There's also a conda package on the conda-forge channel. To enable the conda-forge channel and install preprocess, run

conda config --add channels conda-forge
conda install preprocess

Dependencies

preprocess.py version 1.2 depends on python-future. This dependency is handled automatically by pip and conda.

Why preprocess.py?

There are millions of templating systems out there (most of them developed for the web). This isn't one of those, though it does share some basics: a markup syntax for templates that are processed to give resultant text output. The main difference with preprocess.py is that its syntax is hidden in comments (whatever the syntax for comments maybe in the target filetype) so that the file can still have valid syntax. A comparison with the C preprocessor is more apt.

preprocess.py is targetted at build systems that deal with many types of files. Languages for which it works include: C++, Python, Perl, Tcl, XML, JavaScript, CSS, IDL, TeX, Fortran, PHP, Java, Shell scripts (Bash, CSH, etc.) and C#. Preprocess is usable both as a command line app and as a Python module.

Here is how is works: All preprocessor statements are on their own line. A preprocessor statement is a comment (as appropriate for the language of the file being preprocessed). This way the preprocessor statements do not make an unpreprocessed file syntactically incorrect.

Here is a simple example from Python code in some file myapp1.p.py:

    def myfunc():
        """
        Function for computing fundamental arithmetics.
    # #if EXTENSIVE_DOC
    # #include "../myfunc_doc.txt"
    # #endif
        """
        return 1 + 1

Running

    preprocess myapp1.p.py > myapp1.py

yields

    def myfunc():
        """
        Function for computing fundamental arithmetics.
        """
        return 1 + 1

in myapp1.py since EXTENSIVE_DOC is not defined, but

    preprocess -DEXTENSIVE_DOC myapp1.p.py > myapp1.py

defines EXTENSIVE_DOC and the file ../myfunc_doc.txt is copied by the #include statement, resulting in the output

    def myfunc():
        """
        Function for computing fundamental arithmetics.
        This function takes
        the expression "1 + 1"
        and returns its result.
        """
        return 1 + 1

if the file ../myfunc_doc.txt contains the text

        This function takes
        the expression "1 + 1"
        and returns its result.

Here is another example where a variable defined on the command line is a list:

    preprocess -DFEATURES=macros,scc myapp2.p.py

The code to the left is transformed to the code to the right:

    ...                                     ...
    # #if "macros" in FEATURES
    def do_work_with_macros():              def do_work_with_macros():
        pass                                    pass
    # #else
    def do_work_without_macros():
        pass
    # #endif
    ...                                     ...

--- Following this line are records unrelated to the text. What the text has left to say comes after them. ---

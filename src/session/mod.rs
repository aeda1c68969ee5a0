use crate::error::Result;
use jsonwebtoken::{Algorithm, DecodingKey, Validation};
use serde::{Deserialize, Serialize};
use std::sync::{Arc, PoisonError, RwLock};

pub mod store;

use store::IdentityStore;

/// The signed-in user as issued by Google sign-in. `sub` authenticates every
/// backend request.
#[derive(Debug, Clone, PartialEq, Eq, Serialize, Deserialize)]
pub struct Identity {
    #[serde(default)]
    pub name: String,
    #[serde(default)]
    pub email: String,
    #[serde(default)]
    pub picture: String,
    pub sub: String,
}

impl Identity {
    /// Reads the claims of a Google ID token. The signature is not checked
    /// here; the backend owns verification.
    pub fn from_credential(credential: &str) -> Result<Self> {
        let mut validation = Validation::new(Algorithm::RS256);
        validation.insecure_disable_signature_validation();
        validation.validate_exp = false;
        validation.validate_aud = false;
        validation.required_spec_claims.clear();

        let data = jsonwebtoken::decode::<Identity>(
            credential.trim(),
            &DecodingKey::from_secret(&[]),
            &validation,
        )?;
        Ok(data.claims)
    }
}

/// Holds at most one current identity and mirrors it to disk.
#[derive(Clone)]
pub struct SessionManager {
    store: IdentityStore,
    current: Arc<RwLock<Option<Identity>>>,
}

impl SessionManager {
    /// Restores whatever identity was persisted by a previous run.
    pub fn restore(store: IdentityStore) -> Self {
        let current = match store.load() {
            Ok(identity) => identity,
            Err(err) => {
                tracing::warn!("ignoring unreadable identity record: {err}");
                None
            }
        };
        if let Some(identity) = &current {
            tracing::info!(email = %identity.email, "restored signed-in user");
        }

        Self {
            store,
            current: Arc::new(RwLock::new(current)),
        }
    }

    pub fn current(&self) -> Option<Identity> {
        self.current
            .read()
            .unwrap_or_else(PoisonError::into_inner)
            .clone()
    }

    pub fn is_signed_in(&self) -> bool {
        self.current
            .read()
            .unwrap_or_else(PoisonError::into_inner)
            .is_some()
    }

    /// Subject id for the auth header; empty when nobody is signed in.
    pub fn subject(&self) -> String {
        self.current()
            .map(|identity| identity.sub)
            .unwrap_or_default()
    }

    pub fn sign_in(&self, identity: Identity) -> Result<()> {
        self.store.save(&identity)?;
        *self.current.write().unwrap_or_else(PoisonError::into_inner) = Some(identity);
        Ok(())
    }

    pub fn sign_out(&self) -> Result<()> {
        *self.current.write().unwrap_or_else(PoisonError::into_inner) = None;
        self.store.remove()
    }
}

Or, with a JavaScript file,

    ...                                     ...
    // #if "macros" in FEATURES
    function do_work_with_macros() {        function do_work_with_macros() {
    }                                       }
    // #else
    function do_work_without_macros() {
    }
    // #endif
    ...                                     ...

Preprocess has proved useful for build-time code differentiation in the Komodo build system -- which includes source code in Python, JavaScript, XML, CSS, Perl, and C/C++. Preprocess is also a key tool in the DocOnce documentation system.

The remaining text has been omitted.